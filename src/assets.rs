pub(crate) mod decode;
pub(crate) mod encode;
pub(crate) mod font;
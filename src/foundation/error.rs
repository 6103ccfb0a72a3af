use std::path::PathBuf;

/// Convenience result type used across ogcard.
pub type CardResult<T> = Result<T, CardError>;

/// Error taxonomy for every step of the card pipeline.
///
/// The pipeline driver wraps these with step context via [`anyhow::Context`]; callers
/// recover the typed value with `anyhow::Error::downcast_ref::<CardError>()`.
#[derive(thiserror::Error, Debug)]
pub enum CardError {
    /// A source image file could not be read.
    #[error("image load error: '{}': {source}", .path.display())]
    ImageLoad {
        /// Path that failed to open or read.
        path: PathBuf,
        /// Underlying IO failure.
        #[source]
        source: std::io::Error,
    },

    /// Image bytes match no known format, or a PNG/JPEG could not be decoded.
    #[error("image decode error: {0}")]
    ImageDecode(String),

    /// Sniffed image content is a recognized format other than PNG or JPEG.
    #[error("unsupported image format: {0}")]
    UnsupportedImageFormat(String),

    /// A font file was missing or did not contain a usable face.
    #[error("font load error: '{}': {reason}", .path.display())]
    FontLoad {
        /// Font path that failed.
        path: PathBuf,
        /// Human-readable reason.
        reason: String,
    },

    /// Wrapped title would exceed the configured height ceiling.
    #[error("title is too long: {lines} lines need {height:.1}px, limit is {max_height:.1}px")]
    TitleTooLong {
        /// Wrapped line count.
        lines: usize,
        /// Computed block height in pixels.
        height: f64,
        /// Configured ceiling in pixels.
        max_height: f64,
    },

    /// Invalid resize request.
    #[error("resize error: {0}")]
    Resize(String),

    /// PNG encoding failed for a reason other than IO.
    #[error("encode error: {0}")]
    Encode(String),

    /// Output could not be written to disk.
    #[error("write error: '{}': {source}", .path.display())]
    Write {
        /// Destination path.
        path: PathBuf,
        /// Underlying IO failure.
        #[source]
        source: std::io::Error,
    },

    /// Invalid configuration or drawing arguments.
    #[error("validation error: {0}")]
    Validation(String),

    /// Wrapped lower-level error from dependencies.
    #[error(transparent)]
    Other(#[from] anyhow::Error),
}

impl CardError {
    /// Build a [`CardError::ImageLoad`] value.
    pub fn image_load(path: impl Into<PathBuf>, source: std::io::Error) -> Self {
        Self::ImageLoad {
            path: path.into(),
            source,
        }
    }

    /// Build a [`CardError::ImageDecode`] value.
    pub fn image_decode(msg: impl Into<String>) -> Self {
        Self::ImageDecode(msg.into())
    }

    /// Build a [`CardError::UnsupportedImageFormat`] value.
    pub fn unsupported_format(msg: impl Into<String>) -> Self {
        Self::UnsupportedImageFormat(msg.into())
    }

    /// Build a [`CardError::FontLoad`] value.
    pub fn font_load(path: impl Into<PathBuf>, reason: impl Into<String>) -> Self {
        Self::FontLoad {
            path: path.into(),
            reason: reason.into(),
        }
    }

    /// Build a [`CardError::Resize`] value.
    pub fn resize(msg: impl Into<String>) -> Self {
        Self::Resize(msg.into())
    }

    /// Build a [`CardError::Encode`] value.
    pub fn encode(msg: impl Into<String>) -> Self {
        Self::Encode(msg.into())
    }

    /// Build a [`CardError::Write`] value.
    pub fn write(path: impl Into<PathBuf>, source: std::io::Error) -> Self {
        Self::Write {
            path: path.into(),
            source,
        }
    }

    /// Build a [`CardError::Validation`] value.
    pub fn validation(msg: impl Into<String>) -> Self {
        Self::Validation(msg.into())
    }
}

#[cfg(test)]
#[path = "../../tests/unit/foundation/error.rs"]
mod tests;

*-*-*

(Your task): Show each line from the material above where the string "lines" can be found.

(Exercise solution):
    #[error("title is too long: {lines} lines need {height:.1}px, limit is {max_height:.1}px")]
        lines: usize,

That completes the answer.